[Open-access] [open-science] Open Science Anthology published

Heather Morrison Heather.Morrison at uottawa.ca
Fri Jan 24 18:23:06 UTC 2014


On 2014-01-24, at 12:02 PM, Mike Taylor wrote:

But as always, the meta-answer is that by definition WE DON'T KNOW what people will come up with. So let's not start out by pre-emptively preventing them. Open up the information, and let a thousand flowers grow.

Comments:  this sounds lovely, but let's give some thought to the very real potential that the most common commercial re-use will be to set up RightsLink type of services which charge people for articles that people freely give away or paywalled educational packages. CC-BY permits such uses. 

Regarding the Lens example:
http://blog.pubchase.com/the-fake-open-access-scam/

This is a project of eLife. It's an interesting extension of publishing services, but note that publishers like Elsevier have been developing their services on a technical basis for some time without requiring CC-BY. If after 10 years' experience with CC-BY, thanks to PLoS, BioMedCentral, and Hindawi, this is the best example that people can come up with, I would argue that this presents a substantial lack of evidence for the benefits of CC-BY. 

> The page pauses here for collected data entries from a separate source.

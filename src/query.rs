//! Query evaluation against either index structure.
//!
//! A query is one line of whitespace-separated words. Each word is normalized
//! the same way ingestion normalizes it, then looked up. The two paths differ
//! deliberately, matching their output contracts:
//!
//! - the AVL path reports outcomes per token in query order, including an
//!   explicit not-found outcome;
//! - the hash path aggregates counts through a transient word-to-document
//!   accumulator (so repeated tokens do not duplicate lines), emits them
//!   grouped by word then document, and stays silent about absent words.

use ahash::AHashMap;
use serde::Serialize;

use crate::analysis::WordTokenizer;
use crate::index::{AvlIndex, HashIndex};
use crate::posting::DocumentCount;

/// Result of looking up one query word.
#[derive(Debug, Clone, PartialEq, Eq, Serialize)]
#[serde(tag = "outcome", rename_all = "snake_case")]
pub enum QueryOutcome {
    /// The word is indexed; one entry per document it appears in.
    Found {
        word: String,
        documents: Vec<DocumentCount>,
    },
    /// The word is not indexed.
    NotFound { word: String },
}

impl QueryOutcome {
    /// Render this outcome into output lines, one per document.
    pub fn render(&self) -> Vec<String> {
        match self {
            QueryOutcome::Found { word, documents } => documents
                .iter()
                .map(|d| {
                    format!(
                        "in Document {}, {} found {} times.",
                        d.document, word, d.count
                    )
                })
                .collect(),
            QueryOutcome::NotFound { word } => vec![format!("{word} not found.")],
        }
    }
}

/// Render a sequence of outcomes into output lines.
pub fn render_lines(outcomes: &[QueryOutcome]) -> Vec<String> {
    outcomes.iter().flat_map(QueryOutcome::render).collect()
}

/// Evaluates word-frequency queries against a chosen index.
#[derive(Debug, Clone, Default)]
pub struct QueryEvaluator {
    tokenizer: WordTokenizer,
}

impl QueryEvaluator {
    /// Create a new evaluator.
    pub fn new() -> Self {
        QueryEvaluator {
            tokenizer: WordTokenizer::new(),
        }
    }

    /// Evaluate against the AVL index: one outcome per query token, in query
    /// order, absent words reported as [`QueryOutcome::NotFound`].
    pub fn evaluate_avl(&self, index: &AvlIndex, query: &str) -> Vec<QueryOutcome> {
        self.tokenizer
            .tokenize(query)
            .into_iter()
            .map(|word| match index.search(&word) {
                Some(posting) => QueryOutcome::Found {
                    word,
                    documents: posting.documents.clone(),
                },
                None => QueryOutcome::NotFound { word },
            })
            .collect()
    }

    /// Evaluate against the hash index: counts aggregated per word and
    /// document, emitted sorted by word then document. Absent words produce
    /// no outcome at all.
    pub fn evaluate_hash(&self, index: &HashIndex, query: &str) -> Vec<QueryOutcome> {
        let mut counts: AHashMap<String, AHashMap<String, u64>> = AHashMap::new();

        for word in self.tokenizer.tokenize(query) {
            if let Some(posting) = index.find(&word) {
                let per_document = counts.entry(word).or_default();
                for doc in &posting.documents {
                    *per_document.entry(doc.document.clone()).or_insert(0) += doc.count;
                }
            }
        }

        let mut words: Vec<String> = counts.keys().cloned().collect();
        words.sort();

        words
            .into_iter()
            .map(|word| {
                let per_document = &counts[&word];
                let mut documents: Vec<DocumentCount> = per_document
                    .iter()
                    .map(|(document, count)| DocumentCount::new(document.clone(), *count))
                    .collect();
                documents.sort_by(|a, b| a.document.cmp(&b.document));
                QueryOutcome::Found { word, documents }
            })
            .collect()
    }
}

#[cfg(test)]
mod tests {
    use super::*;
    use crate::ingest::Ingestor;

    fn build_indexes() -> (AvlIndex, HashIndex) {
        let ingestor = Ingestor::new();
        let mut avl = AvlIndex::new();
        let mut hash = HashIndex::new();
        ingestor.ingest_text("doc1", "cat cat dog", &mut avl, &mut hash);
        ingestor.ingest_text("doc2", "cat bird", &mut avl, &mut hash);
        (avl, hash)
    }

    #[test]
    fn test_avl_path_reports_found_and_not_found() {
        let (avl, _) = build_indexes();
        let evaluator = QueryEvaluator::new();

        let outcomes = evaluator.evaluate_avl(&avl, "cat fish");
        assert_eq!(outcomes.len(), 2);
        assert_eq!(
            outcomes[0],
            QueryOutcome::Found {
                word: "cat".to_string(),
                documents: vec![
                    DocumentCount::new("doc1", 2),
                    DocumentCount::new("doc2", 1),
                ],
            }
        );
        assert_eq!(
            outcomes[1],
            QueryOutcome::NotFound {
                word: "fish".to_string()
            }
        );
    }

    #[test]
    fn test_hash_path_silent_on_absent_words() {
        let (_, hash) = build_indexes();
        let evaluator = QueryEvaluator::new();

        let outcomes = evaluator.evaluate_hash(&hash, "fish unicorn");
        assert!(outcomes.is_empty());
    }

    #[test]
    fn test_hash_path_aggregates_repeated_tokens() {
        let (_, hash) = build_indexes();
        let evaluator = QueryEvaluator::new();

        // "dog" twice produces a single line; each lookup's counts land in
        // the same accumulator slot.
        let outcomes = evaluator.evaluate_hash(&hash, "dog dog");
        assert_eq!(outcomes.len(), 1);
        assert_eq!(
            outcomes[0],
            QueryOutcome::Found {
                word: "dog".to_string(),
                documents: vec![DocumentCount::new("doc1", 4)],
            }
        );
    }

    #[test]
    fn test_hash_path_sorted_by_word_then_document() {
        let (_, hash) = build_indexes();
        let evaluator = QueryEvaluator::new();

        let outcomes = evaluator.evaluate_hash(&hash, "dog cat bird");
        let words: Vec<&str> = outcomes
            .iter()
            .map(|o| match o {
                QueryOutcome::Found { word, .. } => word.as_str(),
                QueryOutcome::NotFound { word } => word.as_str(),
            })
            .collect();
        assert_eq!(words, ["bird", "cat", "dog"]);
    }

    #[test]
    fn test_query_tokens_case_folded() {
        let (avl, hash) = build_indexes();
        let evaluator = QueryEvaluator::new();

        let avl_outcomes = evaluator.evaluate_avl(&avl, "CAT");
        assert!(matches!(avl_outcomes[0], QueryOutcome::Found { .. }));

        let hash_outcomes = evaluator.evaluate_hash(&hash, "Dog!");
        assert_eq!(hash_outcomes.len(), 1);
    }

    #[test]
    fn test_render_lines_exact_format() {
        let (avl, _) = build_indexes();
        let evaluator = QueryEvaluator::new();

        let lines = render_lines(&evaluator.evaluate_avl(&avl, "cat fish"));
        assert_eq!(
            lines,
            [
                "in Document doc1, cat found 2 times.",
                "in Document doc2, cat found 1 times.",
                "fish not found.",
            ]
        );
    }

    #[test]
    fn test_both_paths_agree_on_counts() {
        let (avl, hash) = build_indexes();
        let evaluator = QueryEvaluator::new();

        let avl_lines = render_lines(&evaluator.evaluate_avl(&avl, "cat"));
        let hash_lines = render_lines(&evaluator.evaluate_hash(&hash, "cat"));
        assert_eq!(avl_lines, hash_lines);
    }
}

I'm not sure who is responsible for Lens, but I do not believe that I (or any scholar) have any obligation to give the results of my work to them for their personal profit.This is in effect what CC-BY as part of a mandate policy requires. 

The argument that we don't know what might happen so let's open things up for experimentation can apply to licenses as well. If CC-BY advocates succeed in forcing everyone to use this license, we won't know what other creative and possibly better approaches to copyright / licensing for open access might emerge. This is one reason why I'm inclined to support the default OJS open access statement: "This journal provides immediate open access to its content on the principle that making research freely available to the public supports a greater global exchange of knowledge" is perhaps the best approach for the time being - but note that I wouldn't support forcing or coercing anyone to use this approach.